__Exercise instructions__. Repeat exactly the lines from the first line of the records through the line containing "of buffers reclaimed.", and nothing more.

__Information supplied__.
//! Retention queue - the owner of every cached buffer.
//!
//! Slots only hold `Weak` handles. The queue keeps the matching `Arc`s in
//! the order buffers were released and decides when to let them go:
//! - when the slot that points at a buffer is evicted or flushed
//! - on a full [`RetentionQueue::clear`]
//! - when the retained byte total goes over the configured ceiling
//!   (oldest first)
//!
//! Once the `Arc` is dropped the slot's handle stops upgrading and the slot
//! reads as dead.

use std::collections::VecDeque;
use std::sync::{Arc, Weak};

/// FIFO owner of cached buffers with an optional byte ceiling.
#[derive(Debug)]
pub struct RetentionQueue {
    /// Retained buffers in release order (front = oldest).
    queue: VecDeque<Arc<Vec<u8>>>,

    /// Sum of the lengths of everything in `queue`.
    retained_bytes: usize,

    /// Ceiling on `retained_bytes`, if any.
    max_retained_bytes: Option<usize>,
}

impl RetentionQueue {
    /// Create an empty queue.
    pub fn new(max_retained_bytes: Option<usize>) -> Self {
        Self {
            queue: VecDeque::new(),
            retained_bytes: 0,
            max_retained_bytes,
        }
    }

    /// Take ownership of `buffer` and hand back a non-owning handle.
    pub fn retain(&mut self, buffer: Vec<u8>) -> Weak<Vec<u8>> {
        self.retained_bytes += buffer.len();
        let strong = Arc::new(buffer);
        let weak = Arc::downgrade(&strong);
        self.queue.push_back(strong);
        weak
    }

    /// Give the buffer behind `handle` back to a caller.
    ///
    /// Returns `None` if the buffer was already reclaimed.
    pub fn take(&mut self, handle: &Weak<Vec<u8>>) -> Option<Vec<u8>> {
        let strong = self.remove(handle)?;
        // The queue held the only strong reference, so this never copies.
        Some(Arc::unwrap_or_clone(strong))
    }

    /// Drop the buffer behind `handle`.
    ///
    /// Returns `true` if it was still retained.
    pub fn forget(&mut self, handle: &Weak<Vec<u8>>) -> bool {
        self.remove(handle).is_some()
    }

    /// Reclaim the oldest buffers until the total fits under the ceiling.
    ///
    /// Returns the number of buffers reclaimed.
    pub fn trim(&mut self) -> usize {
        let Some(max) = self.max_retained_bytes else {
            return 0;
        };

        let mut reclaimed = 0;
        while self.retained_bytes > max {
            match self.queue.pop_front() {
                Some(strong) => {
                    self.retained_bytes -= strong.len();
                    reclaimed += 1;
                }
                None => break,
            }
        }
        reclaimed
    }

    /// Reclaim everything.
    ///
    /// Returns `(buffers, bytes)` released.
    pub fn clear(&mut self) -> (usize, usize) {
        let released = (self.queue.len(), self.retained_bytes);
        self.queue.clear();
        self.retained_bytes = 0;
        released
    }

    /// Number of retained buffers.
    pub fn len(&self) -> usize {
        self.queue.len()
    }

    /// Whether nothing is retained.
    pub fn is_empty(&self) -> bool {
        self.queue.is_empty()
    }

    /// Total bytes kept alive.
    pub fn retained_bytes(&self) -> usize {
        self.retained_bytes
    }

    fn remove(&mut self, handle: &Weak<Vec<u8>>) -> Option<Arc<Vec<u8>>> {
        // A Weak keeps its allocation reserved, so pointer identity is stable.
        let target = handle.as_ptr();
        let index = self
            .queue
            .iter()
            .position(|strong| Arc::as_ptr(strong) == target)?;
        let strong = self.queue.remove(index)?;
        self.retained_bytes -= strong.len();
        Some(strong)
    }
}

impl Default for RetentionQueue {
    fn default() -> Self {
        Self::new(None)
    }
}
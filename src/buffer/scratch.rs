//! RAII scratch buffer backed by the pool.
//!
//! [`ScratchBuffer`] is how serialization code is expected to use the pool:
//! acquire up front, grow with the exact live range when a write would not
//! fit, and release when done. The release happens on drop.

use std::io;
use std::ops::Deref;

use super::buffer_pool::BufferPool;

/// An append-only byte buffer borrowed from a [`BufferPool`].
///
/// The underlying buffer's length is its capacity; `len()` counts the bytes
/// written so far.
///
/// # Example
/// ```
/// use std::io::Write;
/// use scratchpool::{BufferPool, ScratchBuffer};
///
/// let pool = BufferPool::with_defaults();
/// {
///     let mut scratch = ScratchBuffer::with_capacity(&pool, 4);
///     scratch.write_all(b"more than four bytes")?;
///     assert_eq!(&scratch[..], b"more than four bytes");
/// } // buffer goes back to the pool here
///
/// // Cached: the 4-byte buffer it outgrew and the 20-byte one it ended with.
/// assert_eq!(pool.inspect()[..2], [Some(4), Some(20)]);
/// # Ok::<(), std::io::Error>(())
/// ```
pub struct ScratchBuffer<'a> {
    /// Pool to grow through and release to.
    pool: &'a BufferPool,
    /// `None` only after `into_vec` detached it.
    buf: Option<Vec<u8>>,
    /// Number of bytes written.
    written: usize,
}

impl<'a> ScratchBuffer<'a> {
    /// Borrow a buffer of the pool's initial size.
    pub fn new(pool: &'a BufferPool) -> Self {
        Self {
            pool,
            buf: Some(pool.acquire_default()),
            written: 0,
        }
    }

    /// Borrow a buffer of at least `capacity` bytes.
    pub fn with_capacity(pool: &'a BufferPool, capacity: usize) -> Self {
        Self {
            pool,
            buf: Some(pool.acquire(capacity)),
            written: 0,
        }
    }

    /// Append `data`, growing through the pool when it does not fit.
    pub fn write_bytes(&mut self, data: &[u8]) {
        let Some(buf) = self.buf.as_mut() else {
            return;
        };

        let end = self.written + data.len();
        if end > buf.len() {
            self.pool.grow_and_copy(buf, end, 0, self.written);
        }
        buf[self.written..end].copy_from_slice(data);
        self.written = end;
    }

    /// The bytes written so far.
    #[inline]
    pub fn as_slice(&self) -> &[u8] {
        match &self.buf {
            Some(buf) => &buf[..self.written],
            None => &[],
        }
    }

    /// Number of bytes written.
    #[inline]
    pub fn len(&self) -> usize {
        self.written
    }

    /// Whether nothing has been written.
    #[inline]
    pub fn is_empty(&self) -> bool {
        self.written == 0
    }

    /// Length of the underlying buffer.
    #[inline]
    pub fn capacity(&self) -> usize {
        self.buf.as_ref().map_or(0, Vec::len)
    }

    /// Forget the written bytes but keep the buffer.
    pub fn clear(&mut self) {
        self.written = 0;
    }

    /// Keep the buffer instead of releasing it.
    ///
    /// The returned vector is truncated to the written bytes.
    pub fn into_vec(mut self) -> Vec<u8> {
        let mut buf = self.buf.take().unwrap_or_default();
        buf.truncate(self.written);
        buf
    }
}

impl Deref for ScratchBuffer<'_> {
    type Target = [u8];

    fn deref(&self) -> &Self::Target {
        self.as_slice()
    }
}

impl io::Write for ScratchBuffer<'_> {
    fn write(&mut self, data: &[u8]) -> io::Result<usize> {
        self.write_bytes(data);
        Ok(data.len())
    }

    fn flush(&mut self) -> io::Result<()> {
        Ok(())
    }
}

impl Drop for ScratchBuffer<'_> {
    fn drop(&mut self) {
        self.pool.release_opt(&mut self.buf);
    }
}
//! Slot identifier type.

use std::fmt;

/// Identifies a slot in the buffer pool's slot table.
///
/// Using `usize` because slots live in a `Vec<Slot>` and are indexed
/// directly: `slots[slot_id.0]`.
///
/// # Example
/// ```
/// use scratchpool::SlotId;
///
/// let slot_id = SlotId::new(5);
/// assert_eq!(slot_id.0, 5);
/// ```
#[derive(Debug, Clone, Copy, PartialEq, Eq, Hash, PartialOrd, Ord)]
pub struct SlotId(pub usize);

impl SlotId {
    /// Create a new SlotId.
    #[inline]
    pub fn new(id: usize) -> Self {
        SlotId(id)
    }
}

impl fmt::Display for SlotId {
    fn fmt(&self, f: &mut fmt::Formatter<'_>) -> fmt::Result {
        write!(f, "Slot({})", self.0)
    }
}
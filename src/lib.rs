//! Gapwing - a side-scrolling flap-and-glide arcade game core
//!
//! Core modules:
//! - `sim`: Deterministic simulation (physics, collisions, scoring, game state)
//! - `scene`: Per-frame draw list for an external renderer
//! - `config`: Logical screen geometry
//!
//! Rendering, asset loading, input polling and audio playback live outside
//! this crate. The core resolves positions and frame selections; a host
//! draws them and plays the sounds named by emitted events.

pub mod config;
pub mod scene;
pub mod sim;

pub use config::Config;
pub use sim::{GameEvent, GamePhase, GameState, TickInput, tick};

/// Game tuning constants
pub mod consts {
    /// Gravity added to the player's vertical velocity each tick
    pub const GRAVITY: f32 = -0.35;
    /// Vertical velocity set by a flap
    pub const FLAP_IMPULSE: f32 = 5.0;
    /// Player sprite size
    pub const PLAYER_WIDTH: f32 = 34.0;
    pub const PLAYER_HEIGHT: f32 = 24.0;
    /// Cosmetic tilt per unit of vertical velocity (radians)
    pub const TILT_PER_VELOCITY: f32 = 0.05;
    /// |velocity| must exceed this to leave the mid animation frame
    pub const FRAME_VELOCITY_THRESHOLD: f32 = 1.0;
    /// Rest height of the ground surface (112-unit base strip, sunk by 50)
    pub const GROUND_Y: f32 = 62.0;

    /// Pipe segment size
    pub const PIPE_WIDTH: f32 = 52.0;
    pub const PIPE_HEIGHT: f32 = 320.0;
    /// Offset of the upper segment above the lower one (leaves a 100-unit gap)
    pub const PIPE_SPAN: f32 = 420.0;
    /// The gap anchor sits this far below screen center (pipe height + half gap)
    pub const GAP_DROP: f32 = 370.0;
    /// Full range of the random gap jitter (drawn uniformly, so ±100)
    pub const GAP_JITTER: f32 = 200.0;

    /// Obstacle field
    pub const OBSTACLE_COUNT: usize = 100;
    pub const OBSTACLE_START_X: f32 = 600.0;
    pub const OBSTACLE_PITCH: f32 = 200.0;
    /// Horizontal scroll speed of obstacles and the ground while playing
    pub const SCROLL_SPEED: f32 = 3.0;

    /// Far background tiling
    pub const BACKGROUND_TILE_WIDTH: f32 = 288.0;
    pub const BACKGROUND_TILES: usize = 4;
    pub const BACKGROUND_SPEED: f32 = 1.0;
    /// Ground strip tiling (scrolls at SCROLL_SPEED)
    pub const BASE_TILE_WIDTH: f32 = 336.0;
    pub const BASE_TILES: usize = 3;
    /// The ground strip is drawn sunk below the origin
    pub const BASE_SINK: f32 = -50.0;
}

__Exercise result__.
//! Retention queue - the owner of every cached buffer.
//!
//! Slots only hold `Weak` handles. The queue keeps the matching `Arc`s in
//! the order buffers were released and decides when to let them go:
//! - when the slot that points at a buffer is evicted or flushed
//! - on a full [`RetentionQueue::clear`]
//! - when the retained byte total goes over the configured ceiling
//!   (oldest first)
//!
//! Once the `Arc` is dropped the slot's handle stops upgrading and the slot
//! reads as dead.

use std::collections::VecDeque;
use std::sync::{Arc, Weak};

/// FIFO owner of cached buffers with an optional byte ceiling.
#[derive(Debug)]
pub struct RetentionQueue {
    /// Retained buffers in release order (front = oldest).
    queue: VecDeque<Arc<Vec<u8>>>,

    /// Sum of the lengths of everything in `queue`.
    retained_bytes: usize,

    /// Ceiling on `retained_bytes`, if any.
    max_retained_bytes: Option<usize>,
}

impl RetentionQueue {
    /// Create an empty queue.
    pub fn new(max_retained_bytes: Option<usize>) -> Self {
        Self {
            queue: VecDeque::new(),
            retained_bytes: 0,
            max_retained_bytes,
        }
    }

    /// Take ownership of `buffer` and hand back a non-owning handle.
    pub fn retain(&mut self, buffer: Vec<u8>) -> Weak<Vec<u8>> {
        self.retained_bytes += buffer.len();
        let strong = Arc::new(buffer);
        let weak = Arc::downgrade(&strong);
        self.queue.push_back(strong);
        weak
    }

    /// Give the buffer behind `handle` back to a caller.
    ///
    /// Returns `None` if the buffer was already reclaimed.
    pub fn take(&mut self, handle: &Weak<Vec<u8>>) -> Option<Vec<u8>> {
        let strong = self.remove(handle)?;
        // The queue held the only strong reference, so this never copies.
        Some(Arc::unwrap_or_clone(strong))
    }

    /// Drop the buffer behind `handle`.
    ///
    /// Returns `true` if it was still retained.
    pub fn forget(&mut self, handle: &Weak<Vec<u8>>) -> bool {
        self.remove(handle).is_some()
    }

    /// Reclaim the oldest buffers until the total fits under the ceiling.
    ///
    /// Returns the number of buffers reclaimed.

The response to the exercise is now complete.